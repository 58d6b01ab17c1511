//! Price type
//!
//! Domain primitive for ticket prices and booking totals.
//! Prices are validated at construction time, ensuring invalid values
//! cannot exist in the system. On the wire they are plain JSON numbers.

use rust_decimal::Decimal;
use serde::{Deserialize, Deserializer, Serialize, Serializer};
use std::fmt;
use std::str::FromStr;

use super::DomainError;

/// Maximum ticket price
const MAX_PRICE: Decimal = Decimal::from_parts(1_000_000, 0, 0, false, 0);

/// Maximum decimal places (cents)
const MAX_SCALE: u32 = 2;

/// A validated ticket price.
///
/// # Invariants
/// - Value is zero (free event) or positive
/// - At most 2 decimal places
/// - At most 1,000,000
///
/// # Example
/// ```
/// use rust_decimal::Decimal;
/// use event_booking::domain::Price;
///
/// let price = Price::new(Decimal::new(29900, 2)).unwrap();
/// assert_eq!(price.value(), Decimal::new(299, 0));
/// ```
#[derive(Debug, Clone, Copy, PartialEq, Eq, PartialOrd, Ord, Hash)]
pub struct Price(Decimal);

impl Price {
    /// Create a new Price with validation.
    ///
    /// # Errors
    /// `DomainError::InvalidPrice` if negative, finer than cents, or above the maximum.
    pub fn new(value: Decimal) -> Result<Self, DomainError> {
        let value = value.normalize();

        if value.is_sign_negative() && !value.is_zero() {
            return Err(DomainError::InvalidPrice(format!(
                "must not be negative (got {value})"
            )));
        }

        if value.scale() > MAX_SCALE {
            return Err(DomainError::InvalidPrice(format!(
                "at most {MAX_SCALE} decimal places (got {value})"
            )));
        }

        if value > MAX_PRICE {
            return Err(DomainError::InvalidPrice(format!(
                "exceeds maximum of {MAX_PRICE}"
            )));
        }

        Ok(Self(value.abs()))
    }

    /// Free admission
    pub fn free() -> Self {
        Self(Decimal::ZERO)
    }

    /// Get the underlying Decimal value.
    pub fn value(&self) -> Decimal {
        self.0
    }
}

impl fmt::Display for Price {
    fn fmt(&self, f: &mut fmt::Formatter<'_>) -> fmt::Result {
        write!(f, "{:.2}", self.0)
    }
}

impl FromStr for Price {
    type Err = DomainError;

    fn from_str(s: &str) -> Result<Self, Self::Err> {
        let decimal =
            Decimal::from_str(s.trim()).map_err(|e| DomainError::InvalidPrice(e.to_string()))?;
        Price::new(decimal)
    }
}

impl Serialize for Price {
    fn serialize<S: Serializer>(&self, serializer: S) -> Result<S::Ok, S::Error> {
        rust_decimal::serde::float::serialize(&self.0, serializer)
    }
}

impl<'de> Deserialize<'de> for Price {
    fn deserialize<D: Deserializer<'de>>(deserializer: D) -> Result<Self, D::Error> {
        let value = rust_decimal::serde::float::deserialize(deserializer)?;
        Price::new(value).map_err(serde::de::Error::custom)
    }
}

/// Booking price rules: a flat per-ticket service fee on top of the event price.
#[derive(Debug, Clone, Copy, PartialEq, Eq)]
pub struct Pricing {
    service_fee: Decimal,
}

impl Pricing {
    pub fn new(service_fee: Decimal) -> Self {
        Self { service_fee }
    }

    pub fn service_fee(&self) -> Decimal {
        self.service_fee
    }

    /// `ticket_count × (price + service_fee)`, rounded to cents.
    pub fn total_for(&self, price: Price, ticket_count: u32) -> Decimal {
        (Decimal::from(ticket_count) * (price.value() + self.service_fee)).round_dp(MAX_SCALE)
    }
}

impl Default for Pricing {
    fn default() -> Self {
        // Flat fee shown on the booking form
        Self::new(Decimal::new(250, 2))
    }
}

==

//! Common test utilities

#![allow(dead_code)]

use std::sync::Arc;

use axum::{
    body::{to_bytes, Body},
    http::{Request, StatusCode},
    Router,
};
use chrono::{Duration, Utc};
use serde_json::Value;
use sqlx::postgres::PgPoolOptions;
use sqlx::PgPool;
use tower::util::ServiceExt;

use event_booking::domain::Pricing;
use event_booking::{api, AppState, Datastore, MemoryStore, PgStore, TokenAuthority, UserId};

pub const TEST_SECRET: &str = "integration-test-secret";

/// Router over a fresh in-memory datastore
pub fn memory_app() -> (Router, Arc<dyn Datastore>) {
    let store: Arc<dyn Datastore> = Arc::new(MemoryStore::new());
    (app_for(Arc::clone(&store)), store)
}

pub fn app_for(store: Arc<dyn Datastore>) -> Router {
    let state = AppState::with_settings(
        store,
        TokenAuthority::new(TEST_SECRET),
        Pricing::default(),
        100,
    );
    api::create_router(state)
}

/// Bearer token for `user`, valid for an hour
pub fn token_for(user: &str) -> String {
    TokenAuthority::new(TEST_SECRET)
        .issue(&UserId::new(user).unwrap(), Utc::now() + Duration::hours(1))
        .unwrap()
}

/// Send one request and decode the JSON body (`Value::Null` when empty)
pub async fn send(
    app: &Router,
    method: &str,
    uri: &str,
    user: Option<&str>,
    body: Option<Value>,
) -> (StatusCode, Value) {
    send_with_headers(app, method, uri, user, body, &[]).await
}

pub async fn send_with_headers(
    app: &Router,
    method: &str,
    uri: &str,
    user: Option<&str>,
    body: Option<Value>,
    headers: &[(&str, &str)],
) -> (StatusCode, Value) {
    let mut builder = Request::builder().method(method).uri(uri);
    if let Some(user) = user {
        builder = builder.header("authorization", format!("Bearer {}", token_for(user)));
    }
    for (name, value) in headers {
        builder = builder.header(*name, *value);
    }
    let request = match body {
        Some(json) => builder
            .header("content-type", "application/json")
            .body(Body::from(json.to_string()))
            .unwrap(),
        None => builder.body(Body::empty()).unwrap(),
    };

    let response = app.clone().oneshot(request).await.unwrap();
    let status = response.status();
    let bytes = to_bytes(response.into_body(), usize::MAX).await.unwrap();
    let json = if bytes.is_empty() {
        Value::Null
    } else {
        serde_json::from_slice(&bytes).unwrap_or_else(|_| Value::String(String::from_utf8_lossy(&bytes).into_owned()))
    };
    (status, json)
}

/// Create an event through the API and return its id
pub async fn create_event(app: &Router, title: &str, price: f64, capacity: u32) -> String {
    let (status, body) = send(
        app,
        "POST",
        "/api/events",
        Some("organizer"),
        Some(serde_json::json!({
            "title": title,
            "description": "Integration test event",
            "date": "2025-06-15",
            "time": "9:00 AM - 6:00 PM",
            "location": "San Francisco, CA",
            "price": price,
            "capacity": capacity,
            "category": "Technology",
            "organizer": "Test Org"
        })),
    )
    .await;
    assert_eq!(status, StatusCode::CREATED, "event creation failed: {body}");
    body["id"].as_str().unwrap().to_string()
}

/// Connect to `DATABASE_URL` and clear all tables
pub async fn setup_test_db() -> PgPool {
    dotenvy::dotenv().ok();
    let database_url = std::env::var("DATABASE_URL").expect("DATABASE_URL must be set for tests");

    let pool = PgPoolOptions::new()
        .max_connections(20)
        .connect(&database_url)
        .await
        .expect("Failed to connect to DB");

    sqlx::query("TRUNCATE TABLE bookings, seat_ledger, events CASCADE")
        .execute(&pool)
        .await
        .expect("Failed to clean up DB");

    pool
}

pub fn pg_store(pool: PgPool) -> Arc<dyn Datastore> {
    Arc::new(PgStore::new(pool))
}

## Prompt
If a line in the data holds the word "Result", count it, then state the total alone.

## Reply
5